This Tuesday, Jean Castex announced on Europe 1 that parents could not send their children to school this Thursday and Friday, two days before the end of the year school holidays.

The Prime Minister is following the advice of the Scientific Council, which recommends limiting interactions to one week of Christmas in order to take the least possible risk and to prevent contamination with the coronavirus during family meals.

In a way, this practice consists of deciding on your own to confine yourself and stay at home in order to make these holiday season a success.

How to achieve good (and effective) self-containment?

Small practical guide by

20 Minutes

.

What duration?

"As soon as possible," says epidemiology researcher Michaël Rochoy, who encourages you to self-confine yourself from reading this article if you haven't already done so.

But to go into more detail on the deadlines, three types of duration are possible:

  • The average incubation period, four days.

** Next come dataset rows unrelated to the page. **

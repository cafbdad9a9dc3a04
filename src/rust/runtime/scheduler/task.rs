// Copyright (c) Microsoft Corporation.
// Licensed under the MIT license.

//==============================================================================
// Imports
//==============================================================================

use ::futures::future::FusedFuture;
use ::std::{
    fmt,
    future::Future,
    pin::Pin,
    task::{
        Context,
        Poll,
    },
};

//==============================================================================
// Structures
//==============================================================================

/// Externally visible thread identifier. Identifiers are handed out in increasing order and never reused.
#[derive(Clone, Copy, Hash, PartialEq, Eq, PartialOrd, Ord, Debug)]
pub struct ThreadId(pub u64);

/// Coroutine that a thread runs to completion.
pub type ThreadCoroutine = Pin<Box<dyn FusedFuture<Output = ()>>>;

/// A thread of the kernel: a named coroutine. Thus, it implements Future but never directly returns anything.
pub struct ThreadTask {
    /// Thread name, used for tracing.
    name: String,
    /// Thread identifier.
    id: ThreadId,
    /// Underlying coroutine to run.
    coroutine: ThreadCoroutine,
}

//==============================================================================
// Associate Functions
//==============================================================================

impl ThreadTask {
    /// Instantiates a new thread.
    pub fn new(name: String, id: ThreadId, coroutine: ThreadCoroutine) -> Self {
        Self { name, id, coroutine }
    }

    pub fn get_name(&self) -> &str {
        &self.name
    }

    pub fn get_id(&self) -> ThreadId {
        self.id
    }
}

//==============================================================================
// Trait Implementations
//==============================================================================

impl From<u64> for ThreadId {
    fn from(value: u64) -> Self {
        Self(value)
    }
}

impl From<ThreadId> for u64 {
    fn from(value: ThreadId) -> Self {
        value.0
    }
}

impl fmt::Display for ThreadId {
    fn fmt(&self, f: &mut fmt::Formatter<'_>) -> fmt::Result {
        write!(f, "thread-{}", self.0)
    }
}

/// The Future trait for threads.
impl Future for ThreadTask {
    type Output = ();

    /// Polls the coroutine.
    fn poll(self: Pin<&mut Self>, ctx: &mut Context) -> Poll<()> {
        let self_: &mut Self = self.get_mut();
        if self_.coroutine.is_terminated() {
            debug!("poll(): thread already terminated (name={:?})", self_.name);
            return Poll::Ready(());
        }
        Future::poll(self_.coroutine.as_mut(), ctx)
    }
}

impl FusedFuture for ThreadTask {
    fn is_terminated(&self) -> bool {
        self.coroutine.is_terminated()
    }
}
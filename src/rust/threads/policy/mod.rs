// Copyright (c) Microsoft Corporation.
// Licensed under the MIT license.

mod lottery;
mod priority;

//======================================================================================================================
// Imports
//======================================================================================================================

use crate::{
    runtime::fail::Fail,
    threads::wait_set::{
        WaitRecord,
        WaitSet,
    },
};
use ::rand::rngs::SmallRng;
use ::std::{
    cmp::Ordering,
    fmt,
    str::FromStr,
};

//======================================================================================================================
// Exports
//======================================================================================================================

pub use self::{
    lottery::LotteryPolicy,
    priority::PriorityPolicy,
};

//======================================================================================================================
// Structures
//======================================================================================================================

/// Scheduling value of a thread: a priority level or a number of lottery tickets.
pub type Priority = u32;

/// Range of base priorities that a policy accepts.
#[derive(Clone, Copy, Debug, PartialEq, Eq)]
pub struct PriorityBounds {
    pub min: Priority,
    pub default: Priority,
    pub max: Priority,
}

/// Dispatch policy of a kernel. Exactly one is active at a time.
#[derive(Clone, Copy, Debug, PartialEq, Eq, Default)]
pub enum SchedulingPolicy {
    /// Highest effective priority first, donation by maximum.
    #[default]
    Priority,
    /// Weighted lottery, donation by sum of tickets.
    Lottery,
}

//======================================================================================================================
// Traits
//======================================================================================================================

/// Ranking strategy of a wait queue.
pub trait RankingPolicy {
    fn name(&self) -> &'static str;

    fn bounds(&self) -> PriorityBounds;

    /// Order in which records are kept in a wait set.
    fn compare(&self, a: &WaitRecord, b: &WaitRecord) -> Ordering;

    /// Value that the waiters of a transferring queue donate to its owner.
    fn donation(&self, waiters: &WaitSet) -> Priority;

    /// Folds one donation into an effective value.
    fn combine(&self, effective: Priority, donation: Priority) -> Priority;

    /// Picks the index of the record that gets the queue next. Returns `None` if the wait set is empty.
    fn select(&self, waiters: &WaitSet, rng: &mut SmallRng) -> Option<usize>;
}

//======================================================================================================================
// Associate Functions
//======================================================================================================================

impl PriorityBounds {
    pub fn contains(&self, priority: Priority) -> bool {
        self.min <= priority && priority <= self.max
    }
}

impl SchedulingPolicy {
    /// Instantiates the ranking strategy of this policy.
    pub fn ranking(&self) -> Box<dyn RankingPolicy> {
        match self {
            SchedulingPolicy::Priority => Box::new(PriorityPolicy::default()),
            SchedulingPolicy::Lottery => Box::new(LotteryPolicy::default()),
        }
    }
}

//======================================================================================================================
// Trait Implementations
//======================================================================================================================

impl FromStr for SchedulingPolicy {
    type Err = Fail;

    fn from_str(s: &str) -> Result<Self, Self::Err> {
        match s.trim().to_ascii_lowercase().as_str() {
            "priority" => Ok(SchedulingPolicy::Priority),
            "lottery" => Ok(SchedulingPolicy::Lottery),
            _ => {
                let cause: String = format!("unknown scheduling policy (name={:?})", s);
                error!("from_str(): {}", cause);
                Err(Fail::new(libc::EINVAL, &cause))
            },
        }
    }
}

impl fmt::Display for SchedulingPolicy {
    fn fmt(&self, f: &mut fmt::Formatter<'_>) -> fmt::Result {
        match self {
            SchedulingPolicy::Priority => write!(f, "priority"),
            SchedulingPolicy::Lottery => write!(f, "lottery"),
        }
    }
}

//======================================================================================================================
// Unit Tests
//======================================================================================================================
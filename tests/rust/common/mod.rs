// Copyright (c) Microsoft Corporation.
// Licensed under the MIT license.

//======================================================================================================================
// Imports
//======================================================================================================================

use ::anyhow::Result;
use ::cosched::{
    runtime::logging,
    Config,
    SchedulingPolicy,
    SharedKernel,
};
use ::std::{
    cell::RefCell,
    rc::Rc,
};

//======================================================================================================================
// Constants
//======================================================================================================================

/// Seed of the lottery draw, so that runs are reproducible.
pub const RNG_SEED: u64 = 1234;

//======================================================================================================================
// Structures
//======================================================================================================================

/// Log of events shared between the threads of a test.
pub type Trace<T> = Rc<RefCell<Vec<T>>>;

//======================================================================================================================
// Standalone Functions
//======================================================================================================================

/// Creates a kernel that dispatches with `policy`.
pub fn kernel(policy: SchedulingPolicy) -> Result<SharedKernel> {
    kernel_with(policy, "")
}

/// Creates a kernel that dispatches with `policy`. `extra` holds additional options of the scheduler section.
pub fn kernel_with(policy: SchedulingPolicy, extra: &str) -> Result<SharedKernel> {
    logging::initialize();
    let config: Config = Config::from_yaml_str(&format!(
        "scheduler:\n  scheduling_policy: {}\n  rng_seed: {}\n{}",
        policy, RNG_SEED, extra
    ))?;
    let kernel: SharedKernel = SharedKernel::new(&config)?;
    anyhow::ensure!(
        kernel.policy() == policy,
        "SCHEDULING_POLICY overrides the policy under test ({})",
        policy
    );
    Ok(kernel)
}

#[allow(dead_code)]
pub fn trace<T>() -> Trace<T> {
    Rc::new(RefCell::new(Vec::new()))
}

/// Sets the base priority of `thread` from outside of any thread.
#[allow(dead_code)]
pub fn set_priority(kernel: &mut SharedKernel, thread: ::cosched::ThreadId, priority: ::cosched::Priority) {
    let _guard = kernel.atomic_region();
    kernel.set_priority(thread, priority);
}
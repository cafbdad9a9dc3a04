// Copyright (c) Microsoft Corporation.
// Licensed under the MIT license.

//==============================================================================
// Imports
//==============================================================================

use ::libc::{
    c_int,
    EIO,
};
use ::std::{
    error,
    fmt,
    io,
};

//==============================================================================
// Structures
//==============================================================================

/// Failure of the thread substrate. Precondition violations in the scheduling core never produce one of these: they
/// panic instead.
#[derive(Clone, PartialEq, Eq)]
pub struct Fail {
    /// Error code.
    pub errno: c_int,
    /// Cause.
    pub cause: String,
}

//==============================================================================
// Associate Functions
//==============================================================================

/// Associate Functions for Failures
impl Fail {
    /// Creates a new Failure
    pub fn new(errno: i32, cause: &str) -> Self {
        Self {
            errno,
            cause: cause.to_string(),
        }
    }
}

//==============================================================================
// Trait Implementations
//==============================================================================

/// Display Trait Implementation for Failures
impl fmt::Display for Fail {
    fn fmt(&self, f: &mut fmt::Formatter<'_>) -> fmt::Result {
        write!(f, "Error {:?}: {:?}", self.errno, self.cause)
    }
}

/// Debug trait Implementation for Failures
impl fmt::Debug for Fail {
    fn fmt(&self, f: &mut fmt::Formatter<'_>) -> fmt::Result {
        write!(f, "Error {:?}: {:?}", self.errno, self.cause)
    }
}

/// Error Trait Implementation for Failures
impl error::Error for Fail {}

/// Conversion Trait Implementation for Fail
impl From<io::Error> for Fail {
    fn from(e: io::Error) -> Self {
        Self {
            errno: e.raw_os_error().unwrap_or(EIO),
            cause: format!("I/O error: {}", e),
        }
    }
}

//==============================================================================
// Unit Tests
//==============================================================================
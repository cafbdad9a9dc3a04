// Copyright (c) Microsoft Corporation.
// Licensed under the MIT license.

#![cfg_attr(feature = "strict", deny(warnings))]
#![deny(clippy::all)]

#[macro_use]
extern crate log;

pub mod runtime;
pub mod threads;

//======================================================================================================================
// Exports
//======================================================================================================================

pub use self::{
    runtime::{
        config::Config,
        fail::Fail,
        interrupt::{
            InterruptGuard,
            InterruptLevel,
        },
        scheduler::ThreadId,
        SharedKernel,
    },
    threads::{
        alarm::Alarm,
        condition::SharedCondition,
        lock::SharedLock,
        policy::{
            Priority,
            PriorityBounds,
            SchedulingPolicy,
        },
        queue::WaitQueue,
    },
};

//======================================================================================================================
// Macros
//======================================================================================================================

/// Ensures that two expressions are equal. Bails out of the enclosing function with an [anyhow::Error] otherwise.
#[macro_export]
macro_rules! ensure_eq {
    ($left:expr, $right:expr $(,)?) => {{
        match (&$left, &$right) {
            (left_val, right_val) => {
                if !(*left_val == *right_val) {
                    ::anyhow::bail!(
                        "ensure failed: `(left == right)` left: `{:?}`, right: `{:?}` ({}:{})",
                        left_val,
                        right_val,
                        file!(),
                        line!()
                    );
                }
            },
        }
    }};
}

/// Ensures that two expressions are not equal. Bails out of the enclosing function with an [anyhow::Error] otherwise.
#[macro_export]
macro_rules! ensure_neq {
    ($left:expr, $right:expr $(,)?) => {{
        match (&$left, &$right) {
            (left_val, right_val) => {
                if *left_val == *right_val {
                    ::anyhow::bail!(
                        "ensure failed: `(left != right)` left: `{:?}`, right: `{:?}` ({}:{})",
                        left_val,
                        right_val,
                        file!(),
                        line!()
                    );
                }
            },
        }
    }};
}
// Copyright (c) Microsoft Corporation.
// Licensed under the MIT license.

//======================================================================================================================
// Imports
//======================================================================================================================

use crate::runtime::SharedObject;
use ::std::{
    future::Future,
    pin::Pin,
    task::{
        Context,
        Poll,
        Waker,
    },
};

//======================================================================================================================
// Structures
//======================================================================================================================

/// Yield is a future that lets the currently running thread cooperatively give up the processor. Threads are expected
/// to use the async functions of [Yielder] to create yield points.
pub struct Yield {
    /// Should we give up the processor for a single dispatch only? If false, then we yield until a wake signal.
    once: bool,
    /// Has this future already suspended its thread once?
    yielded: bool,
    /// Shared references to wake a yielded thread.
    yielder_handle: YielderHandle,
}

/// Yield Handle
///
/// This is used to wake a yielded thread. There is exactly one handle per thread, shared by all of its yield points.
#[derive(Clone)]
pub struct YielderHandle {
    woken: SharedObject<bool>,
    waker_handle: SharedObject<Option<Waker>>,
}

/// Yielder lets a single thread yield to the kernel. The yield handle can be used to wake the thread.
pub struct Yielder {
    yielder_handle: YielderHandle,
}

//======================================================================================================================
// Associate Functions
//======================================================================================================================

impl Yield {
    /// Create new Yield future that can be used to yield.
    fn new(once: bool, yielder_handle: YielderHandle) -> Self {
        Self {
            once,
            yielded: false,
            yielder_handle,
        }
    }
}

impl YielderHandle {
    pub fn new() -> Self {
        Self {
            woken: SharedObject::new(false),
            waker_handle: SharedObject::new(None),
        }
    }

    /// Wakes the yielded thread. Waking a thread that already has a pending wake signal does nothing, so a thread is
    /// announced to the kernel at most once per suspension.
    pub fn wake(&mut self) {
        if *self.woken {
            trace!("wake(): already woken");
            return;
        }
        *self.woken = true;
        if let Some(waker) = self.waker_handle.take() {
            waker.wake();
        }
    }

    /// Has this thread been woken since it last resumed?
    pub fn is_woken(&self) -> bool {
        *self.woken
    }

    /// Consumes the wake signal.
    fn take_woken(&mut self) -> bool {
        let woken: bool = *self.woken;
        *self.woken = false;
        woken
    }

    /// Set the waker for this Yielder.
    fn set_waker(&mut self, waker: Waker) {
        *self.waker_handle = Some(waker);
    }
}

impl Yielder {
    /// Create a new Yielder object for a specific thread to yield.
    pub fn new() -> Self {
        Self {
            yielder_handle: YielderHandle::new(),
        }
    }

    /// Return a handle to this Yielder for waking the yielded thread.
    pub fn get_handle(&self) -> YielderHandle {
        self.yielder_handle.clone()
    }

    /// Create a Yield Future that gives up the processor for one dispatch. The thread stays runnable.
    pub fn yield_once(&self) -> Yield {
        Yield::new(true, self.yielder_handle.clone())
    }

    /// Create a Yield Future that yields until woken with a signal.
    pub fn yield_until_wake(&self) -> Yield {
        Yield::new(false, self.yielder_handle.clone())
    }
}

//======================================================================================================================
// Trait Implementations
//======================================================================================================================

impl Default for YielderHandle {
    fn default() -> Self {
        Self::new()
    }
}

impl Default for Yielder {
    fn default() -> Self {
        Self::new()
    }
}

impl Future for Yield {
    type Output = ();

    /// Polls the underlying operation.
    fn poll(self: Pin<&mut Self>, context: &mut Context) -> Poll<Self::Output> {
        let self_: &mut Self = self.get_mut();

        // A wake signal only resumes a thread that has actually suspended here.
        let woken: bool = self_.yielder_handle.take_woken();
        if self_.yielded && woken {
            return Poll::Ready(());
        }

        // Stash the waker.
        self_.yielder_handle.set_waker(context.waker().clone());
        self_.yielded = true;

        // A single yield makes the thread runnable again right away.
        if self_.once {
            self_.yielder_handle.wake();
        }

        Poll::Pending
    }
}

//======================================================================================================================
// Unit Tests
//======================================================================================================================
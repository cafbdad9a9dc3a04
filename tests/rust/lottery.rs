// Copyright (c) Microsoft Corporation.
// Licensed under the MIT license.

mod common;

//======================================================================================================================
// Imports
//======================================================================================================================

use ::anyhow::Result;
use ::cosched::{
    ensure_eq,
    ensure_neq,
    Priority,
    SchedulingPolicy,
    SharedKernel,
    ThreadId,
};
use ::std::{
    cell::RefCell,
    rc::Rc,
};
use common::Trace;

//======================================================================================================================
// Constants
//======================================================================================================================

/// Upper bound of dispatches spent waiting for another thread to show up.
const MAX_YIELDS: usize = 10_000;

//======================================================================================================================
// Tests
//======================================================================================================================

/// Joiners donate the sum of their tickets to the joinee.
#[test]
fn joiners_donate_ticket_sum() -> Result<()> {
    let mut kernel: SharedKernel = common::kernel(SchedulingPolicy::Lottery)?;
    let observed: Trace<Priority> = common::trace();

    let kernel_: SharedKernel = kernel.clone();
    let observed_: Trace<Priority> = observed.clone();
    let target: ThreadId = kernel.spawn("target", async move {
        for _ in 0..MAX_YIELDS {
            let effective: Priority = {
                let _guard = kernel_.atomic_region();
                kernel_.get_effective_priority(kernel_.current_thread())
            };
            if effective == 31 {
                observed_.borrow_mut().push(effective);
                return;
            }
            kernel_.yield_current_thread().await;
        }
    });
    for tickets in [10, 20] {
        let kernel_: SharedKernel = kernel.clone();
        let joiner: ThreadId = kernel.spawn("joiner", async move {
            kernel_.join(target).await;
        });
        common::set_priority(&mut kernel, joiner, tickets);
    }
    kernel.run()?;

    ensure_eq!(*observed.borrow(), vec![31]);
    Ok(())
}

/// Dispatch shares follow ticket counts, each thread holding one bonus ticket.
#[test]
fn dispatch_share_follows_tickets() -> Result<()> {
    const DISPATCHES: usize = 20_000;
    let mut kernel: SharedKernel = common::kernel(SchedulingPolicy::Lottery)?;
    let total: Rc<RefCell<usize>> = Rc::new(RefCell::new(0));
    let counts: Rc<RefCell<[usize; 2]>> = Rc::new(RefCell::new([0, 0]));

    for (index, tickets) in [(0, 1), (1, 99)] {
        let kernel_: SharedKernel = kernel.clone();
        let total_: Rc<RefCell<usize>> = total.clone();
        let counts_: Rc<RefCell<[usize; 2]>> = counts.clone();
        let thread: ThreadId = kernel.spawn("spinner", async move {
            while *total_.borrow() < DISPATCHES {
                *total_.borrow_mut() += 1;
                counts_.borrow_mut()[index] += 1;
                kernel_.yield_current_thread().await;
            }
        });
        common::set_priority(&mut kernel, thread, tickets);
    }
    kernel.run()?;

    // Expected share of the low thread is 2 / 102.
    let counts: [usize; 2] = *counts.borrow();
    let share: f64 = counts[0] as f64 / (counts[0] + counts[1]) as f64;
    ensure_eq!(share > 0.01 && share < 0.03, true);
    Ok(())
}

/// A thread without tickets still gets the processor.
#[test]
fn zero_tickets_are_not_starved() -> Result<()> {
    let mut kernel: SharedKernel = common::kernel(SchedulingPolicy::Lottery)?;
    let trace: Trace<&'static str> = common::trace();

    let trace_: Trace<&'static str> = trace.clone();
    let poor: ThreadId = kernel.spawn("poor", async move {
        trace_.borrow_mut().push("poor");
    });
    common::set_priority(&mut kernel, poor, 0);
    let kernel_: SharedKernel = kernel.clone();
    let trace_: Trace<&'static str> = trace.clone();
    let rich: ThreadId = kernel.spawn("rich", async move {
        for _ in 0..1_000 {
            kernel_.yield_current_thread().await;
        }
        trace_.borrow_mut().push("rich");
    });
    common::set_priority(&mut kernel, rich, 5);
    kernel.run()?;

    ensure_eq!(*trace.borrow(), vec!["poor", "rich"]);
    Ok(())
}

/// Ticket counts go up to the largest value and donations saturate there.
#[test]
fn ticket_donation_saturates() -> Result<()> {
    let mut kernel: SharedKernel = common::kernel(SchedulingPolicy::Lottery)?;
    let observed: Trace<Priority> = common::trace();

    let kernel_: SharedKernel = kernel.clone();
    let observed_: Trace<Priority> = observed.clone();
    let target: ThreadId = kernel.spawn("target", async move {
        for _ in 0..MAX_YIELDS {
            let effective: Priority = {
                let _guard = kernel_.atomic_region();
                kernel_.get_effective_priority(kernel_.current_thread())
            };
            if effective == Priority::MAX {
                observed_.borrow_mut().push(effective);
                return;
            }
            kernel_.yield_current_thread().await;
        }
    });
    for _ in 0..2 {
        let kernel_: SharedKernel = kernel.clone();
        let joiner: ThreadId = kernel.spawn("joiner", async move {
            kernel_.join(target).await;
        });
        common::set_priority(&mut kernel, joiner, Priority::MAX);
    }
    ensure_neq!(kernel.priority_bounds().max, 7);
    kernel.run()?;

    ensure_eq!(*observed.borrow(), vec![Priority::MAX]);
    Ok(())
}
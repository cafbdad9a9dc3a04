// Copyright (c) Microsoft Corporation.
// Licensed under the MIT license.

mod common;

//======================================================================================================================
// Imports
//======================================================================================================================

use ::anyhow::Result;
use ::cosched::{
    ensure_eq,
    SchedulingPolicy,
    SharedCondition,
    SharedKernel,
    SharedLock,
};
use ::std::{
    cell::RefCell,
    rc::Rc,
};
use common::Trace;

//======================================================================================================================
// Structures
//======================================================================================================================

struct Mailbox {
    /// Word handed from a speaker to a listener.
    buffer: Option<i32>,
    /// Number of completed transfers.
    transfers: u64,
}

/// Synchronous rendezvous: a speaker returns only once a listener took its word.
#[derive(Clone)]
struct Communicator {
    lock: SharedLock,
    speakers: SharedCondition,
    listeners: SharedCondition,
    acks: SharedCondition,
    mailbox: Rc<RefCell<Mailbox>>,
}

//======================================================================================================================
// Associate Functions
//======================================================================================================================

impl Communicator {
    fn new(kernel: SharedKernel) -> Self {
        let lock: SharedLock = SharedLock::new(kernel.clone());
        Self {
            speakers: SharedCondition::new(kernel.clone(), lock.clone()),
            listeners: SharedCondition::new(kernel.clone(), lock.clone()),
            acks: SharedCondition::new(kernel, lock.clone()),
            lock,
            mailbox: Rc::new(RefCell::new(Mailbox {
                buffer: None,
                transfers: 0,
            })),
        }
    }

    async fn speak(&mut self, word: i32) {
        self.lock.acquire().await;
        while self.mailbox.borrow().buffer.is_some() {
            self.speakers.sleep().await;
        }
        let transfers: u64 = {
            let mut mailbox = self.mailbox.borrow_mut();
            mailbox.buffer = Some(word);
            mailbox.transfers
        };
        self.listeners.wake();
        while self.mailbox.borrow().transfers == transfers {
            self.acks.sleep().await;
        }
        self.lock.release();
    }

    async fn listen(&mut self) -> i32 {
        self.lock.acquire().await;
        let word: i32 = loop {
            let word: Option<i32> = self.mailbox.borrow_mut().buffer.take();
            match word {
                Some(word) => break word,
                None => self.listeners.sleep().await,
            }
        };
        self.mailbox.borrow_mut().transfers += 1;
        self.acks.wake_all();
        self.speakers.wake();
        self.lock.release();
        word
    }
}

//======================================================================================================================
// Helper Functions
//======================================================================================================================

/// Runs `speakers` speakers and `listeners` listeners, each one moving `words` words. Returns the words spoken and the
/// words heard.
fn exchange(
    policy: SchedulingPolicy,
    speakers: usize,
    listeners: usize,
    words: usize,
) -> Result<(Vec<i32>, Vec<i32>)> {
    let mut kernel: SharedKernel = common::kernel(policy)?;
    let communicator: Communicator = Communicator::new(kernel.clone());
    let spoken: Trace<i32> = common::trace();
    let heard: Trace<i32> = common::trace();

    for speaker in 0..speakers {
        let mut communicator_: Communicator = communicator.clone();
        let spoken_: Trace<i32> = spoken.clone();
        kernel.spawn("speaker", async move {
            for index in 0..words {
                let word: i32 = (speaker * 1000 + index) as i32;
                communicator_.speak(word).await;
                spoken_.borrow_mut().push(word);
            }
        });
    }
    for _ in 0..listeners {
        let mut communicator_: Communicator = communicator.clone();
        let heard_: Trace<i32> = heard.clone();
        kernel.spawn("listener", async move {
            for _ in 0..words {
                let word: i32 = communicator_.listen().await;
                heard_.borrow_mut().push(word);
            }
        });
    }
    kernel.run()?;

    let mut spoken: Vec<i32> = spoken.borrow().clone();
    let mut heard: Vec<i32> = heard.borrow().clone();
    spoken.sort_unstable();
    heard.sort_unstable();
    Ok((spoken, heard))
}

//======================================================================================================================
// Tests
//======================================================================================================================

#[test]
fn one_speaker_one_listener() -> Result<()> {
    let (spoken, heard): (Vec<i32>, Vec<i32>) = exchange(SchedulingPolicy::Priority, 1, 1, 1)?;
    ensure_eq!(spoken, vec![0]);
    ensure_eq!(heard, vec![0]);
    Ok(())
}

#[test]
fn many_speakers_many_listeners() -> Result<()> {
    let (spoken, heard): (Vec<i32>, Vec<i32>) = exchange(SchedulingPolicy::Priority, 10, 10, 10)?;
    ensure_eq!(spoken.len(), 100);
    ensure_eq!(spoken, heard);
    Ok(())
}

#[test]
fn many_speakers_many_listeners_with_lottery() -> Result<()> {
    let (spoken, heard): (Vec<i32>, Vec<i32>) = exchange(SchedulingPolicy::Lottery, 10, 10, 10)?;
    ensure_eq!(spoken.len(), 100);
    ensure_eq!(spoken, heard);
    Ok(())
}

/// Listeners that show up first wait for the speakers.
#[test]
fn listeners_before_speakers() -> Result<()> {
    let mut kernel: SharedKernel = common::kernel(SchedulingPolicy::Priority)?;
    let communicator: Communicator = Communicator::new(kernel.clone());
    let heard: Trace<i32> = common::trace();

    for _ in 0..3 {
        let mut communicator_: Communicator = communicator.clone();
        let heard_: Trace<i32> = heard.clone();
        kernel.spawn("listener", async move {
            let word: i32 = communicator_.listen().await;
            heard_.borrow_mut().push(word);
        });
    }
    let kernel_: SharedKernel = kernel.clone();
    let mut communicator_: Communicator = communicator.clone();
    kernel.spawn("speaker", async move {
        for _ in 0..10 {
            kernel_.yield_current_thread().await;
        }
        for word in [7, 8, 9] {
            communicator_.speak(word).await;
        }
    });
    kernel.run()?;

    let mut heard: Vec<i32> = heard.borrow().clone();
    heard.sort_unstable();
    ensure_eq!(heard, vec![7, 8, 9]);
    Ok(())
}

    This is the time after which we start to be contagious.

    Before that, it is impossible to know if you have had the virus or not, even by test, the virus is invisible.

    After four days, a successful test will reveal our viral load and show that we are contaminating, even the first symptoms will start to appear;

  • At least one week, the time for the virus to develop and logically pass its peak of contagiousness.

    This is more or less the timeframe chosen by the authorities.

    With the children skipping school on Thursday and Friday, and being home from Wednesday noon, that leaves seven days before Christmas;

  • The combination of two, four days of incubation followed by seven days to be contaminating, or eleven days.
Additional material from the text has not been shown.